Diagnostic Performance and Clinical Applicability of Blood-Based Biomarkers in a Prospective Memory Clinic Cohort

Abstract

Background and objectives: Blood-based biomarkers have emerged as minimally invasive options for evaluating cognitive impairment. Most studies to date have assessed them in research cohorts, limiting their generalization to everyday clinical practice. We evaluated their diagnostic performance and clinical applicability in a prospective, real-world, memory clinic cohort.

Methods: All patients referred with suspected cognitive impairment between July 2019 and June 2021 were prospectively invited to participate. Five plasma biomarkers (tau phosphorylated at threonine 181 [p-tau181], glial fibrillary acidic protein [GFAP], neurofilament light chain [NfL], total tau [t-tau], and ubiquitin C-terminal hydrolase L1 [UCH-L1]) were determined with single-molecule array. Performance was assessed in comparison to clinical diagnosis (blinded to plasma results) and amyloid status (CSF/PET). A group of cognitively unimpaired (CU) controls was also included.
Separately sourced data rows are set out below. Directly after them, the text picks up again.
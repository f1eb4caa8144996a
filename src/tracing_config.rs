//! Tracing configuration for structured logging
//!
//! The library only emits trace events. Subscribers are configured here and
//! installed by the binary.

#[cfg(feature = "cli")]
use tracing_subscriber::{layer::SubscriberExt, util::SubscriberInitExt, EnvFilter, Registry};

/// Configuration for tracing output format
#[derive(Debug, Clone, Copy, PartialEq, Eq)]
pub enum TracingFormat {
    /// Human-readable console output with colors (default for CLI)
    Console,
    /// Compact console output without colors, for CI logs
    Compact,
    /// JSON structured logging
    #[cfg(feature = "tracing-json")]
    Json,
}

/// Tracing configuration builder
#[derive(Debug)]
pub struct TracingConfig {
    /// Verbosity level (maps to log levels)
    pub verbosity: u8,
    pub format: TracingFormat,
    /// Environment filter string (overrides verbosity if set)
    pub env_filter: Option<String>,
    /// Session ID for correlation
    pub session_id: Option<String>,
}

impl Default for TracingConfig {
    fn default() -> Self {
        Self {
            verbosity: 0,
            format: TracingFormat::Console,
            env_filter: None,
            session_id: None,
        }
    }
}

impl TracingConfig {
    #[must_use]
    pub fn new() -> Self {
        Self::default()
    }

    /// Set verbosity level (0-2+)
    #[must_use]
    pub fn with_verbosity(mut self, verbosity: u8) -> Self {
        self.verbosity = verbosity;
        self
    }

    #[must_use]
    pub fn with_format(mut self, format: TracingFormat) -> Self {
        self.format = format;
        self
    }

    /// Set custom environment filter
    #[must_use]
    pub fn with_env_filter<S: Into<String>>(mut self, filter: S) -> Self {
        self.env_filter = Some(filter.into());
        self
    }

    #[must_use]
    pub fn with_session_id<S: Into<String>>(mut self, session_id: S) -> Self {
        self.session_id = Some(session_id.into());
        self
    }

    /// Convert verbosity level to tracing filter string
    #[must_use]
    pub fn verbosity_to_filter(&self) -> &'static str {
        match self.verbosity {
            0 => "info",
            1 => "debug",
            _ => "trace",
        }
    }

    /// Install the global subscriber
    ///
    /// # Errors
    /// - Invalid filter directive
    /// - A global subscriber is already installed
    #[cfg(feature = "cli")]
    pub fn init(self) -> anyhow::Result<()> {
        use tracing_subscriber::fmt;

        let filter = match &self.env_filter {
            Some(env_filter) => EnvFilter::try_new(env_filter)?,
            None => EnvFilter::try_from_default_env()
                .or_else(|_| EnvFilter::try_new(self.verbosity_to_filter()))?,
        };

        let registry = Registry::default().with(filter);

        match self.format {
            TracingFormat::Console => {
                let fmt_layer = fmt::layer()
                    .with_writer(std::io::stderr)
                    .with_ansi(true)
                    .with_target(false)
                    .with_file(false)
                    .with_line_number(false)
                    .with_level(true)
                    .compact();
                registry.with(fmt_layer).try_init()?;
            },
            TracingFormat::Compact => {
                let fmt_layer = fmt::layer()
                    .with_writer(std::io::stderr)
                    .with_ansi(false)
                    .with_target(false)
                    .compact();
                registry.with(fmt_layer).try_init()?;
            },
            #[cfg(feature = "tracing-json")]
            TracingFormat::Json => {
                let fmt_layer = fmt::layer()
                    .json()
                    .with_writer(std::io::stderr)
                    .with_current_span(true)
                    .with_span_list(true);
                registry.with(fmt_layer).try_init()?;
            },
        }

        if let Some(session_id) = &self.session_id {
            tracing::debug!(session_id = %session_id, "Editing session started");
        }

        Ok(())
    }
}

/// Initialize tracing with CLI defaults and a fresh session id
///
/// Returns the session id.
///
/// # Errors
/// - The subscriber cannot be installed
#[cfg(feature = "cli")]
pub fn init_cli_tracing(verbosity: u8) -> anyhow::Result<String> {
    let session_id = uuid::Uuid::new_v4().to_string();

    TracingConfig::new()
        .with_verbosity(verbosity)
        .with_session_id(session_id.clone())
        .init()?;
    Ok(session_id)
}

/// Span creation helpers for the CLI operations
pub mod spans {
    use tracing::{Level, Span};

    /// Span for the entire CLI run
    pub fn session(session_id: &str, command: &str) -> Span {
        tracing::span!(
            Level::INFO,
            "session",
            session_id = %session_id,
            command = %command
        )
    }

    /// Span for work on a single input file
    pub fn file_processing(file_path: &std::path::Path) -> Span {
        tracing::span!(
            Level::INFO,
            "file_processing",
            file_path = %file_path.display()
        )
    }
}

/// Event helpers for common logging patterns
pub mod events {
    use tracing::{debug, error};

    /// Log an error with context
    pub fn error_with_context(error: &dyn std::fmt::Display, context: &str) {
        error!(error = %error, context = %context, "Operation failed");
    }

    /// Log performance metrics
    pub fn performance_metric(operation: &str, duration_ms: u64) {
        debug!(operation = %operation, duration_ms = %duration_ms, "Performance metric");
    }
}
Results: Three hundred forty-nine participants (mean age 68, SD 8.3 years) and 36 CU controls (mean age 61.7, SD 8.2 years) were included. In the subcohort with available Alzheimer disease (AD) biomarkers (n = 268), plasma p-tau181 and GFAP had a high diagnostic accuracy to differentiate AD from non-neurodegenerative causes (area under the receiver operating characteristic curve 0.94 and 0.92, respectively), with p-tau181 systematically outperforming GFAP. Plasma p-tau181 levels predicted amyloid status (85% sensitivity and specificity) with accurate individual prediction in approximately 60% of the patients. Plasma NfL differentiated frontotemporal dementia (FTD) syndromes from CU (0.90) and non-neurodegenerative causes (0.93), whereas the discriminative capacity with AD and between all neurodegenerative and non-neurodegenerative causes was less accurate. A combination of p-tau181 and NfL identified FTD with 82% sensitivity and 85% specificity and had a negative predictive value for neurodegenerative diagnosis of 86%, ruling out half of the non-neurodegenerative diagnoses. In the subcohort without AD biomarkers, similar results were obtained. T-tau and UCH-L1 did not offer added diagnostic value.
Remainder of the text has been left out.